• [TASK INSTRUCTIONS]: Write out the data below exactly, from its first line to the line containing "with optional components.", that line included.

(Records contained in a dataset)
%%

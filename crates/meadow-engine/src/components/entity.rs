use glam::Vec3;
use crate::api::types::EntityId;
use crate::components::visual::Visual;

/// Fat Entity — a single struct with optional components.
/// Y is up; headings are yaw angles around Y, with 0 facing +Z.
#[derive(Debug, Clone)]
pub struct Entity {
    /// Unique identifier.
    pub id: EntityId,
    /// String tag for finding entities by name.
    pub tag: String,
    /// Whether this entity is active (inactive entities are not published).
    pub active: bool,
    /// Position in world space.
    pub pos: Vec3,
    /// Yaw in radians.
    pub heading: f32,
    /// Uniform scale in world units.
    pub scale: f32,
    /// Visual component (optional — entities without one are invisible).
    pub visual: Option<Visual>,
}

impl Entity {
    /// Create a new entity with the given ID at the origin.
    pub fn new(id: EntityId) -> Self {
        Self {
            id,
            tag: String::new(),
            active: true,
            pos: Vec3::ZERO,
            heading: 0.0,
            scale: 1.0,
            visual: None,
        }
    }

    // -- Builder pattern --

    pub fn with_tag(mut self, tag: impl Into<String>) -> Self {
        self.tag = tag.into();
        self
    }

    pub fn with_pos(mut self, pos: Vec3) -> Self {
        self.pos = pos;
        self
    }

    pub fn with_heading(mut self, heading: f32) -> Self {
        self.heading = heading;
        self
    }

    pub fn with_scale(mut self, scale: f32) -> Self {
        self.scale = scale;
        self
    }

    pub fn with_visual(mut self, visual: Visual) -> Self {
        self.visual = Some(visual);
        self
    }
}
pub mod scene;
pub mod time;
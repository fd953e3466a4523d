use bytemuck::{Pod, Zeroable};

/// Unique identifier for an entity in the scene.
#[derive(Debug, Clone, Copy, PartialEq, Eq, Hash)]
pub struct EntityId(pub u32);

/// Identifies which mesh the render collaborator should draw for an entity.
/// The numbering is defined by the game and mirrored on the TypeScript side.
#[derive(Debug, Clone, Copy, PartialEq, Eq, PartialOrd, Ord, Hash, Default)]
pub struct MeshId(pub u32);

/// A game event communicated from Rust to TypeScript via the shared buffer.
/// Generic container: `kind` identifies the event, `a/b/c` carry payload.
#[repr(C)]
#[derive(Debug, Clone, Copy, Default, PartialEq, Pod, Zeroable)]
pub struct GameEvent {
    pub kind: f32,
    pub a: f32,
    pub b: f32,
    pub c: f32,
}

impl GameEvent {
    pub const FLOATS: usize = 4;

    /// Event carrying a single value in `a`.
    pub fn scalar(kind: f32, a: f32) -> Self {
        Self { kind, a, b: 0.0, c: 0.0 }
    }
}
//! Level state machine: one owned session advanced by an explicit `tick`.

use meadow_engine::InputQueue;

use crate::bee::{Bee, WorldBounds};
use crate::flowers::Meadow;
use crate::input::{InputMode, InputState, InputVector, JoystickLayout};
use crate::tuning::{Tuning, TuningError};

#[derive(Debug, Clone, Copy, PartialEq, Eq)]
pub enum Phase {
    Idle,
    Running,
    LevelComplete,
    LevelFailed,
    GameOver,
}

impl Phase {
    /// Numeric code published in game events.
    pub fn code(self) -> f32 {
        match self {
            Phase::Idle => 0.0,
            Phase::Running => 1.0,
            Phase::LevelComplete => 2.0,
            Phase::LevelFailed => 3.0,
            Phase::GameOver => 4.0,
        }
    }
}

#[derive(Debug, Clone, PartialEq)]
pub struct GameState {
    pub nectar_collected: u32,
    pub target_nectar: u32,
    /// Seconds, never below zero.
    pub time_remaining: f32,
    pub lives: u32,
    pub phase: Phase,
    pub input_mode: InputMode,
}

impl GameState {
    fn fresh(tuning: &Tuning, input_mode: InputMode) -> Self {
        Self {
            nectar_collected: 0,
            target_nectar: tuning.level.target_nectar,
            time_remaining: tuning.level.duration,
            lives: tuning.level.starting_lives,
            phase: Phase::Idle,
            input_mode,
        }
    }

    pub fn running(&self) -> bool {
        self.phase == Phase::Running
    }
}

pub struct GameSession {
    tuning: Tuning,
    state: GameState,
    input: InputState,
    bee: Bee,
    bounds: WorldBounds,
    meadow: Meadow,
}

impl GameSession {
    pub fn new(tuning: Tuning, input_mode: InputMode) -> Self {
        let meadow = Meadow::scatter(&tuning.meadow);
        Self::with_meadow(tuning, input_mode, meadow)
    }

    /// Session over a hand-placed flower set.
    pub fn with_meadow(tuning: Tuning, input_mode: InputMode, meadow: Meadow) -> Self {
        let input = InputState::new(input_mode);
        Self {
            state: GameState::fresh(&tuning, input.mode()),
            input,
            bee: Bee::spawn(&tuning.bee),
            bounds: WorldBounds::from_tuning(&tuning.bee),
            meadow,
            tuning,
        }
    }

    pub fn state(&self) -> &GameState {
        &self.state
    }

    pub fn bee(&self) -> &Bee {
        &self.bee
    }

    pub fn meadow(&self) -> &Meadow {
        &self.meadow
    }

    pub fn tuning(&self) -> &Tuning {
        &self.tuning
    }

    #[cfg(test)]
    pub(crate) fn bee_mut(&mut self) -> &mut Bee {
        &mut self.bee
    }

    /// Replace the tuning and rebuild the level around it, back in Idle.
    /// Refused while a level is running.
    pub fn retune(&mut self, tuning: Tuning) -> Result<(), TuningError> {
        if self.state.running() {
            return Err(TuningError::LevelRunning);
        }
        tuning.validate()?;
        *self = Self::new(tuning, self.state.input_mode);
        Ok(())
    }

    /// Enter Running with a full level. Returns false (and changes nothing)
    /// when a level is already running.
    pub fn start_level(&mut self) -> bool {
        if self.state.running() {
            return false;
        }
        self.state.nectar_collected = 0;
        self.state.time_remaining = self.tuning.level.duration;
        self.state.phase = Phase::Running;
        self.bee.reset(&self.tuning.bee);
        self.meadow.refill();
        true
    }

    /// One fixed step driven by raw device events: fold them into the input
    /// state in arrival order, honour a start trigger, then tick.
    /// Events after the start trigger see the level as running.
    pub fn step(&mut self, dt: f32, events: &InputQueue, joystick: &JoystickLayout) -> StepReport {
        let mut started = false;
        for event in events.iter() {
            if self.input.apply(event, self.state.running(), joystick) {
                started |= self.start_level();
            }
        }
        let vector = self.input.vector();
        let transition = self.tick(dt, &vector);
        StepReport { started, transition }
    }

    /// Advance a running level by `dt` seconds. Frozen outside Running.
    /// Returns the phase entered when the level ends this tick.
    pub fn tick(&mut self, dt: f32, input: &InputVector) -> Option<Phase> {
        if !self.state.running() {
            return None;
        }
        let dt = if dt.is_finite() { dt.max(0.0) } else { 0.0 };

        self.bee.advance(input, dt, &self.tuning.bee, &self.bounds);
        self.bee.flap(dt, &self.tuning.bee);

        let gathered = self.meadow.sweep(
            self.bee.position,
            input.collect,
            self.state.nectar_collected,
            self.state.target_nectar,
        );
        self.state.nectar_collected += gathered;
        if self.state.nectar_collected >= self.state.target_nectar {
            return Some(self.finish(Phase::LevelComplete));
        }

        self.state.time_remaining = (self.state.time_remaining - dt).max(0.0);
        if self.state.time_remaining > 0.0 {
            return None;
        }

        self.state.lives = self.state.lives.saturating_sub(1);
        if self.state.lives > 0 {
            Some(self.finish(Phase::LevelFailed))
        } else {
            self.state.lives = self.tuning.level.starting_lives;
            Some(self.finish(Phase::GameOver))
        }
    }

    fn finish(&mut self, phase: Phase) -> Phase {
        self.state.phase = phase;
        self.meadow.clear_highlights();
        phase
    }
}

/// What happened during one `GameSession::step`.
#[derive(Debug, Clone, Copy, PartialEq, Eq, Default)]
pub struct StepReport {
    pub started: bool,
    pub transition: Option<Phase>,
}

#[cfg(test)]
mod tests {
    use super::*;
    use crate::flowers::Flower;
    use crate::tuning::TouchTuning;
    use approx::assert_abs_diff_eq;
    use glam::Vec3;
    use meadow_engine::InputEvent;

    const DT: f32 = 1.0 / 60.0;

    fn collect() -> InputVector {
        InputVector { collect: true, ..InputVector::default() }
    }

    /// Session whose flowers sit around the spawn point (0, 2, 0).
    fn session_with(points: &[(f32, f32)]) -> GameSession {
        let flowers = points
            .iter()
            .map(|&(x, z)| Flower::new(Vec3::new(x, 1.0, z), 1))
            .chain((0..12).map(|i| Flower::new(Vec3::new(30.0, 0.0, i as f32 * 2.0), 1)))
            .collect();
        GameSession::with_meadow(Tuning::default(), InputMode::Keyboard, Meadow::new(flowers, 1.5))
    }

    fn running_session(points: &[(f32, f32)]) -> GameSession {
        let mut session = session_with(points);
        assert!(session.start_level());
        session
    }

    #[test]
    fn starts_idle_with_full_lives() {
        let session = GameSession::new(Tuning::default(), InputMode::Touch);
        let state = session.state();
        assert_eq!(state.phase, Phase::Idle);
        assert_eq!(state.lives, 3);
        assert_eq!(state.target_nectar, 10);
        assert_eq!(state.time_remaining, 120.0);
        assert_eq!(state.input_mode, InputMode::Touch);
        assert_eq!(session.input.mode(), InputMode::Touch);
    }

    #[test]
    fn idle_is_frozen() {
        let mut session = session_with(&[(0.0, 0.0)]);
        let before = session.bee().clone();
        let input = InputVector { thrust: 1.0, turn: 1.0, vertical: 1, collect: true };
        assert_eq!(session.tick(1.0, &input), None);
        assert_eq!(session.bee(), &before);
        assert_eq!(session.state().time_remaining, 120.0);
        assert_eq!(session.state().nectar_collected, 0);
        assert_eq!(session.meadow().remaining(), 13);
    }

    #[test]
    fn start_while_running_is_a_noop() {
        let mut session = running_session(&[(0.0, 0.0)]);
        session.tick(1.0, &collect());
        assert!(!session.start_level());
        assert_eq!(session.state().nectar_collected, 1);
        assert_abs_diff_eq!(session.state().time_remaining, 119.0, epsilon = 1e-4);
    }

    #[test]
    fn three_flowers_in_range_are_all_collected() {
        let mut session = running_session(&[(0.5, 0.0), (-0.5, 0.0), (0.0, 0.5)]);
        assert_eq!(session.tick(DT, &collect()), None);
        assert_eq!(session.state().nectar_collected, 3);
        assert_eq!(session.state().phase, Phase::Running);
        assert_eq!(session.meadow().remaining(), 12);

        // Same spot again: nothing left to count
        session.tick(DT, &collect());
        assert_eq!(session.state().nectar_collected, 3);
    }

    #[test]
    fn reaching_target_completes_the_level() {
        let mut session = running_session(&[(0.5, 0.0), (-0.5, 0.0)]);
        session.state.nectar_collected = 9;
        assert_eq!(session.tick(DT, &collect()), Some(Phase::LevelComplete));
        assert_eq!(session.state().nectar_collected, 10);
        // The second flower in range was left alone
        assert_eq!(session.meadow().remaining(), 13);
        // Completing does not spend the clock for that tick
        assert_eq!(session.state().time_remaining, 120.0);
    }

    #[test]
    fn completion_freezes_the_level() {
        let mut session = running_session(&[(0.5, 0.0)]);
        session.state.nectar_collected = 9;
        session.tick(DT, &collect());
        let bee = session.bee().clone();
        let thrust = InputVector { thrust: 1.0, ..InputVector::default() };
        assert_eq!(session.tick(1.0, &thrust), None);
        assert_eq!(session.bee(), &bee);
        assert_eq!(session.state().phase, Phase::LevelComplete);
    }

    #[test]
    fn timeout_with_lives_left_fails_the_level() {
        let mut session = running_session(&[]);
        session.state.time_remaining = 0.5;
        assert_eq!(session.tick(0.25, &InputVector::default()), None);
        assert_eq!(session.tick(0.25, &InputVector::default()), Some(Phase::LevelFailed));
        assert_eq!(session.state().time_remaining, 0.0);
        assert_eq!(session.state().lives, 2);
    }

    #[test]
    fn last_life_timeout_is_game_over_and_refills_lives() {
        let mut session = running_session(&[]);
        session.state.time_remaining = 0.016;
        session.state.lives = 1;
        assert_eq!(session.tick(0.02, &InputVector::default()), Some(Phase::GameOver));
        assert_eq!(session.state().time_remaining, 0.0);
        assert_eq!(session.state().lives, 3);
    }

    #[test]
    fn restart_resets_the_level() {
        let mut session = running_session(&[(0.5, 0.0), (-0.5, 0.0)]);
        session.tick(DT, &collect());
        let thrust = InputVector { thrust: 1.0, turn: 0.5, vertical: 1, collect: false };
        session.tick(2.0, &thrust);
        session.state.time_remaining = 0.01;
        assert_eq!(session.tick(DT, &InputVector::default()), Some(Phase::LevelFailed));

        assert!(session.start_level());
        let state = session.state();
        assert_eq!(state.phase, Phase::Running);
        assert_eq!(state.nectar_collected, 0);
        assert_eq!(state.time_remaining, 120.0);
        assert_eq!(state.lives, 2);
        assert_eq!(session.meadow().remaining(), 14);
        assert_eq!(session.bee().position, Vec3::new(0.0, 2.0, 0.0));
        assert_eq!(session.bee().heading, 0.0);
    }

    #[test]
    fn step_starts_on_space_and_flies() {
        let mut session = session_with(&[]);
        let joystick = JoystickLayout::new(&TouchTuning::default(), 600.0);

        let mut queue = InputQueue::new();
        queue.push(InputEvent::KeyDown { key_code: 32 });
        let report = session.step(DT, &queue, &joystick);
        assert!(report.started);
        assert_eq!(report.transition, None);
        assert!(session.state().running());

        let mut queue = InputQueue::new();
        queue.push(InputEvent::KeyDown { key_code: 87 });
        session.step(0.5, &queue, &joystick);
        // Held key persists into steps that carry no events
        session.step(0.5, &InputQueue::new(), &joystick);
        assert_abs_diff_eq!(session.bee().position.z, 9.0, epsilon = 1e-4);
    }

    #[test]
    fn keys_after_the_start_press_are_held() {
        let mut session = session_with(&[]);
        let joystick = JoystickLayout::new(&TouchTuning::default(), 600.0);

        let mut queue = InputQueue::new();
        queue.push(InputEvent::KeyDown { key_code: 87 });
        queue.push(InputEvent::KeyDown { key_code: 32 });
        queue.push(InputEvent::KeyDown { key_code: 69 });
        let report = session.step(0.5, &queue, &joystick);
        assert!(report.started);
        // W came before the start and is dropped; E came after and climbs
        assert_eq!(session.bee().position.z, 0.0);
        assert_abs_diff_eq!(session.bee().position.y, 2.0 + 0.5 * 9.0 * 0.4, epsilon = 1e-4);
    }

    #[test]
    fn joystick_after_the_start_tap_is_live() {
        let mut session = GameSession::new(Tuning::default(), InputMode::Touch);
        let joystick = JoystickLayout::new(&TouchTuning::default(), 600.0);

        let mut queue = InputQueue::new();
        queue.push(InputEvent::PointerDown { x: 400.0, y: 100.0 });
        // Joystick centre is (80, 520); push the knob fully up
        queue.push(InputEvent::PointerDown { x: 80.0, y: 520.0 });
        queue.push(InputEvent::PointerMove { x: 80.0, y: 480.0 });
        let report = session.step(0.5, &queue, &joystick);
        assert!(report.started);
        assert_abs_diff_eq!(session.bee().position.z, 4.5, epsilon = 1e-4);
    }

    #[test]
    fn retune_rebuilds_only_when_not_running() {
        let mut session = running_session(&[]);
        let mut tuning = Tuning::default();
        tuning.level.duration = 30.0;
        assert!(matches!(session.retune(tuning.clone()), Err(TuningError::LevelRunning)));

        session.state.time_remaining = 0.01;
        session.tick(DT, &InputVector::default());
        session.retune(tuning).unwrap();
        assert_eq!(session.state().phase, Phase::Idle);
        assert_eq!(session.state().time_remaining, 30.0);
        assert_eq!(session.state().lives, 3);
        assert_eq!(session.meadow().flowers().len(), 15);
    }

    #[test]
    fn retune_rejects_invalid_tuning() {
        let mut session = GameSession::new(Tuning::default(), InputMode::Keyboard);
        let mut tuning = Tuning::default();
        tuning.level.target_nectar = 0;
        assert!(matches!(session.retune(tuning), Err(TuningError::ZeroTarget)));
        assert_eq!(session.tuning(), &Tuning::default());
    }
}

%%

• [SOLUTION BELOW]:
filename crates/meadow-engine/src/components/entity.rs
use glam::Vec3;
use crate::api::types::EntityId;
use crate::components::visual::Visual;

/// Fat Entity — a single struct with optional components.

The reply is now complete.